Tentativas de censura partem não apenas de membros dos governos, mas também de pais e escolas | © Freepik
Tentativas de censura partem não apenas de membros dos governos, mas também de pais e escolas | © Freepik
Milhares de mundos, estrelas, e pessoas — subitamente removidos das prateleiras e das bibliotecas, por uma decisão, uma canetada.
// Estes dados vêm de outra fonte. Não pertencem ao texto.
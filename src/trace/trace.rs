use serde::Serialize;
use std::time::{SystemTime, UNIX_EPOCH};

use crate::classify::classify_model::FieldRole;
use crate::snapshot::node_model::NodeId;

/// One diagnostic event on the soft trace channel.
///
/// Classification never fails; everything noteworthy (a claimed role, a
/// discarded duplicate, a match without an identity, a missing structure)
/// is surfaced here instead.
#[derive(Debug, Serialize)]
pub struct TraceEvent {
    pub timestamp_ms: u128,

    /// Event kind, e.g. "role_claimed" or "duplicate_discarded".
    pub event: String,

    /// Fingerprint of the snapshot tree being classified.
    pub snapshot: Option<String>,

    pub role: Option<String>,
    pub node: Option<String>,

    /// Which heuristic produced the match: "hint", "input_kind", "label",
    /// "content", "resource_id".
    pub source: Option<String>,

    pub detail: Option<String>,
}

impl TraceEvent {
    pub fn now(event: impl ToString) -> Self {
        Self {
            timestamp_ms: SystemTime::now()
                .duration_since(UNIX_EPOCH)
                .unwrap()
                .as_millis(),
            event: event.to_string(),
            snapshot: None,
            role: None,
            node: None,
            source: None,
            detail: None,
        }
    }

    pub fn with_snapshot(mut self, fingerprint: impl ToString) -> Self {
        self.snapshot = Some(fingerprint.to_string());
        self
    }

    pub fn with_role(mut self, role: FieldRole) -> Self {
        self.role = Some(role.as_str().to_string());
        self
    }

    pub fn with_node(mut self, id: &NodeId) -> Self {
        self.node = Some(id.as_str().to_string());
        self
    }

    pub fn with_source(mut self, source: impl ToString) -> Self {
        self.source = Some(source.to_string());
        self
    }

    pub fn with_detail(mut self, detail: impl ToString) -> Self {
        self.detail = Some(detail.to_string());
        self
    }
}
Em junho de 2024, o livro O menino marrom (Melhoramentos), de Ziraldo, foi suspenso de escolas em Conselheiro Lafaiete, Minas Gerais, após pressão dos pais, sob o argumento de que o conteúdo era agressivo. Na mesma época, a Secretaria Municipal de Educação de São José dos Campos ordenou que os exemplares do infantojuvenil Meninas sonhadoras, mulheres cientistas (Mostarda) – que narra a trajetória de mulheres relevantes para a história brasileira, como Lélia González, Dorina Nowill e Sueli Carneiro — fossem retirados de bibliotecas da cidade. Também no ano passado, O avesso da pele (Companhia das Letras), de Jeferson Tenório, foi impedido de circular em escolas de Mato Grosso do Sul, Goiás e Paraná. Antes, em 2020, até Machado de Assis se tornou alvo da sanha censória: um secretário de educação de Rondônia determinou a retirada de Memórias póstumas de Brás Cubas e outras 42 obras das escolas do estado por “conteúdo inapropriado”. Mais recentemente, a Festa Literária Pirata das Editoras Independentes (Flipei) precisou mudar seu planejamento de seis meses em 48 horas após a Fundação Theatro Municipal vetar a realização do evento no centro de São Paulo (SP).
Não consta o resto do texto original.